Reputation: 59
I have a scenario like this. Specifically on linux platforms with C++ code. We develop code and APIs for the child process, which is then integrated with several parent applications. Here's a snippet of the code responsible for spawning the child process (exe_path) that is integrated with the parent application.
void childReaper()
{
wait(NULL);
}
bool childSpawn()
{
/* some logic here
exe_path : path to the child process
*/
int child_pid = fork();
if (child_pid < 0)
{
return false;
}
else if (child_pid ==0)
{
if(execv(exe_path.c_str(),args) == -1)
{
return false;
}
exit(0);
}
else
{
std::thread tReaper(childReaper);
tReaper.detach();
return true;
}
I am running into a situation where lot of these child processes are being left defunct. I cannot configure a signal (userdefined or SIGCHIlD) to reap the child process as several different teams work on a variety of different parent processes (applications) that integrate with the same child process we develop, I simply do not know if the signal is already configured or if it will be configured at some point, as either way would lead to conflicts. Having the parent do a wait call defeats the purpose of spawning a child, if it has to be blocked. My solution was to have the parent spawn a detached thread to wait on the child process. However this doesn't seem to work. The parent process is configured (by the way of child process APIs) to communicate with the child process using the child's port.

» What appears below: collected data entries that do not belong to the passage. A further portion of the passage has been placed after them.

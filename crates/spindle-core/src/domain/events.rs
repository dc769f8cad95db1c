//! Pool events published to the observability hook.

use serde::{Deserialize, Serialize};

use super::ids::{TaskId, WorkerId};

/// One-way notifications about worker and task lifecycle changes.
///
/// Emission is fire-and-forget: a sink that drops events never affects
/// scheduling.
#[derive(Debug, Clone, PartialEq, Serialize, Deserialize)]
#[serde(tag = "event", rename_all = "snake_case")]
pub enum PoolEvent {
    WorkerCreated {
        worker_id: WorkerId,
    },
    WorkerReady {
        worker_id: WorkerId,
    },
    WorkerErrored {
        worker_id: WorkerId,
        error: String,
    },
    WorkerTerminated {
        worker_id: WorkerId,
    },
    TaskAssigned {
        task_id: TaskId,
        worker_id: WorkerId,
    },
    TaskProgress {
        task_id: TaskId,
        worker_id: WorkerId,
        percent: u8,
    },
    TaskCompleted {
        task_id: TaskId,
        worker_id: WorkerId,
    },
    TaskFailed {
        task_id: TaskId,
        worker_id: WorkerId,
        error: String,
    },
    TaskTimedOut {
        task_id: TaskId,
        worker_id: WorkerId,
    },
    TaskCancelled {
        task_id: TaskId,
    },
}

impl PoolEvent {
    /// Short name, handy for log fields and metrics labels.
    pub fn name(&self) -> &'static str {
        match self {
            PoolEvent::WorkerCreated { .. } => "worker_created",
            PoolEvent::WorkerReady { .. } => "worker_ready",
            PoolEvent::WorkerErrored { .. } => "worker_errored",
            PoolEvent::WorkerTerminated { .. } => "worker_terminated",
            PoolEvent::TaskAssigned { .. } => "task_assigned",
            PoolEvent::TaskProgress { .. } => "task_progress",
            PoolEvent::TaskCompleted { .. } => "task_completed",
            PoolEvent::TaskFailed { .. } => "task_failed",
            PoolEvent::TaskTimedOut { .. } => "task_timed_out",
            PoolEvent::TaskCancelled { .. } => "task_cancelled",
        }
    }

    pub fn task_id(&self) -> Option<TaskId> {
        match self {
            PoolEvent::TaskAssigned { task_id, .. }
            | PoolEvent::TaskProgress { task_id, .. }
            | PoolEvent::TaskCompleted { task_id, .. }
            | PoolEvent::TaskFailed { task_id, .. }
            | PoolEvent::TaskTimedOut { task_id, .. }
            | PoolEvent::TaskCancelled { task_id } => Some(*task_id),
            _ => None,
        }
    }
}

#[cfg(test)]
mod tests {
    use super::*;

    #[test]
    fn events_serialize_with_tag() {
        let worker_id = WorkerId::generate();
        let event = PoolEvent::WorkerCreated { worker_id };
        let value = serde_json::to_value(&event).unwrap();
        assert_eq!(value["event"], "worker_created");
        assert_eq!(event.name(), "worker_created");
        assert!(event.task_id().is_none());
    }
}
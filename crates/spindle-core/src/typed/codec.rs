//! JSON conversion between task payloads/results and their Rust types.

use serde::Serialize;
use serde::de::DeserializeOwned;

use super::handler::HandlerError;

pub fn decode<T: DeserializeOwned>(payload: serde_json::Value) -> Result<T, HandlerError> {
    serde_json::from_value(payload).map_err(HandlerError::Decode)
}

pub fn encode<T: Serialize>(output: &T) -> Result<serde_json::Value, HandlerError> {
    serde_json::to_value(output).map_err(HandlerError::Encode)
}
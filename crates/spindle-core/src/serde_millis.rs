//! `Duration` as integer milliseconds, for `#[serde(with = "...")]`.

use std::time::Duration;

use serde::{Deserialize, Deserializer, Serializer};

pub fn serialize<S: Serializer>(value: &Duration, serializer: S) -> Result<S::Ok, S::Error> {
    let millis = u64::try_from(value.as_millis()).unwrap_or(u64::MAX);
    serializer.serialize_u64(millis)
}

pub fn deserialize<'de, D: Deserializer<'de>>(deserializer: D) -> Result<Duration, D::Error> {
    u64::deserialize(deserializer).map(Duration::from_millis)
}

/// Same encoding for `Option<Duration>`.
pub mod option {
    use std::time::Duration;

    use serde::{Deserialize, Deserializer, Serializer};

    pub fn serialize<S: Serializer>(
        value: &Option<Duration>,
        serializer: S,
    ) -> Result<S::Ok, S::Error> {
        match value {
            Some(d) => super::serialize(d, serializer),
            None => serializer.serialize_none(),
        }
    }

    pub fn deserialize<'de, D: Deserializer<'de>>(
        deserializer: D,
    ) -> Result<Option<Duration>, D::Error> {
        Option::<u64>::deserialize(deserializer).map(|ms| ms.map(Duration::from_millis))
    }
}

The child exits a few minutes after the parent stops communicating, also the child exits only after the parent send an 'exit' message as long as the parent is 'alive'. If the parent stops receiving communication from the child, it spawns a new child process after a few minutes. The issue, now, is I do not know what goes with the parent process. There could be a scenario where the parent process could hang and be restarted, and somehow is leading to a lot of these child processes to go defunct.